Estrella Hong is currently a doctoral student in piano performance and serves as a graduate teaching assistant at George Mason university under the tutelage of Dr. Monson. She studied piano at the National Conservatory in Buenos Aires, Argentina as a young pianist. Additionally, she graduated with Biochemistry degree at UCLA and assisted various research projects in Whitesides lab at Harvard University.
Live Version
Eli Stine is a composer, programmer, and educator. He is currently pursuing a Ph.D. in Composition and Computer Technologies as a Jefferson Fellow at the University of Virginia.

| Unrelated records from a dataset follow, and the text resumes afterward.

/*
SPDX-License-Identifier: MPL-2.0
SPDX-FileCopyrightText: © 2023-2026 Bruce D'Arcus
*/

//! Count text resolution.

use std::borrow::Cow;
use tagcloud_core::{
    CountTextCallback, CountTextFn, Locale, SingularPlural, Tag, TagCloudOptions,
};

/// The strategy chosen for a whole generation call.
#[derive(Debug, Clone)]
pub enum CountLabel<'a> {
    /// Pluralized template filled with the locale-grouped count.
    Template(Cow<'a, SingularPlural>),
    /// Invoked per tag; the result is used verbatim.
    Callback(&'a CountTextFn),
}

pub struct LabelFormatter<'a> {
    label: CountLabel<'a>,
    locale: &'a Locale,
}

impl<'a> LabelFormatter<'a> {
    /// Pick the count-text strategy, in priority order: an explicit template
    /// pair, then a callback, then legacy single/multiple text, then the
    /// locale's default.
    pub fn resolve(options: &'a TagCloudOptions, locale: &'a Locale) -> Self {
        let default = move || CountLabel::Template(Cow::Borrowed(&locale.terms.items));

        let label = if let Some(template) = &options.count_text {
            CountLabel::Template(Cow::Borrowed(template))
        } else if let Some(callback) = &options.count_text_callback {
            match callback {
                CountTextCallback::Default => default(),
                CountTextCallback::Custom(f) => CountLabel::Callback(f),
            }
        } else if let (Some(single), Some(multiple)) =
            (&options.single_text, &options.multiple_text)
        {
            CountLabel::Template(Cow::Owned(SingularPlural::new(single, multiple)))
        } else {
            default()
        };

        Self { label, locale }
    }

    pub fn label(&self) -> &CountLabel<'a> {
        &self.label
    }

    /// Count text for one tag's raw count.
    pub fn format(&self, count: u64, tag: &Tag, options: &TagCloudOptions) -> String {
        match &self.label {
            CountLabel::Template(template) => self.locale.count_text(template, count),
            CountLabel::Callback(f) => f.call(count, tag, options),
        }
    }
}

#[cfg(test)]
mod tests {
    use super::*;

    fn format(options: &TagCloudOptions, count: u64) -> String {
        let locale = Locale::en_us();
        let tag = Tag::new(1, "rust", count);
        LabelFormatter::resolve(options, &locale).format(count, &tag, options)
    }

    #[test]
    fn test_default_template() {
        let options = TagCloudOptions::default();
        assert_eq!(format(&options, 1), "1 item");
        assert_eq!(format(&options, 5), "5 items");
        assert_eq!(format(&options, 12000), "12,000 items");
    }

    #[test]
    fn test_explicit_template_wins_over_callback() {
        let options = TagCloudOptions {
            count_text: Some(SingularPlural::new("%s post", "%s posts")),
            count_text_callback: Some(CountTextCallback::custom(|_, _, _| "never".into())),
            ..Default::default()
        };
        assert_eq!(format(&options, 1), "1 post");
        assert_eq!(format(&options, 2), "2 posts");
    }

    #[test]
    fn test_callback_receives_tag() {
        let options = TagCloudOptions {
            count_text_callback: Some(CountTextCallback::custom(|count, tag, _| {
                format!("{} uses of {}", count, tag.name)
            })),
            single_text: Some("%s thing".into()),
            multiple_text: Some("%s things".into()),
            ..Default::default()
        };
        assert_eq!(format(&options, 3), "3 uses of rust");
    }

    #[test]
    fn test_named_default_callback() {
        let options = TagCloudOptions {
            count_text_callback: Some(CountTextCallback::Default),
            single_text: Some("%s thing".into()),
            multiple_text: Some("%s things".into()),
            ..Default::default()
        };
        assert_eq!(format(&options, 2), "2 items");
    }

    #[test]
    fn test_legacy_single_multiple_text() {
        let options = TagCloudOptions {
            single_text: Some("%s topic".into()),
            multiple_text: Some("%s topics".into()),
            ..Default::default()
        };
        assert_eq!(format(&options, 1), "1 topic");
        assert_eq!(format(&options, 4), "4 topics");

        let only_single = TagCloudOptions {
            single_text: Some("%s topic".into()),
            ..Default::default()
        };
        assert_eq!(format(&only_single, 4), "4 items");
    }
}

Stine's work explores electroacoustic sound, multimedia technologies (often custom-built software, video projection, and multi-channel speaker systems), and collaboration between disciplines (artistic and otherwise).
Studio Version
Song Transcription
[Verse 1]
Jimmy was a soldier brave and bold
Katy was a maid with hair of gold,
Like an act of fate, Kate was standing at the gate,
Watching all the boys on dress parade.
Jimmy with the girls was just a gawk,
Stuttered every-time he tried to talk,
Still that night at eight, he was there at Katy’s gate,
Stuttering to her this love sick cry.
[Chorus x2]
“K-K-K-Katy, beautiful Katy,
You’re the only g-g-g-girl that I adore;
When the m-m-m-moon shines, over the cow shed,
I’ll be waiting at the k-k-k-kitchen door.”
[Verse 2]
No one ever looked so nice and neat,
No one could be just as cute and sweet,
That’s what Jimmy thought, when the wedding ring he bought,
Now he’s off the France the foe to meet.
Jimmy thought he’d like to take a chance,
See if he could make the Kaiser dance,
Stepping to a tune, all about the silv’ry moon.
This is what they hear in far off France.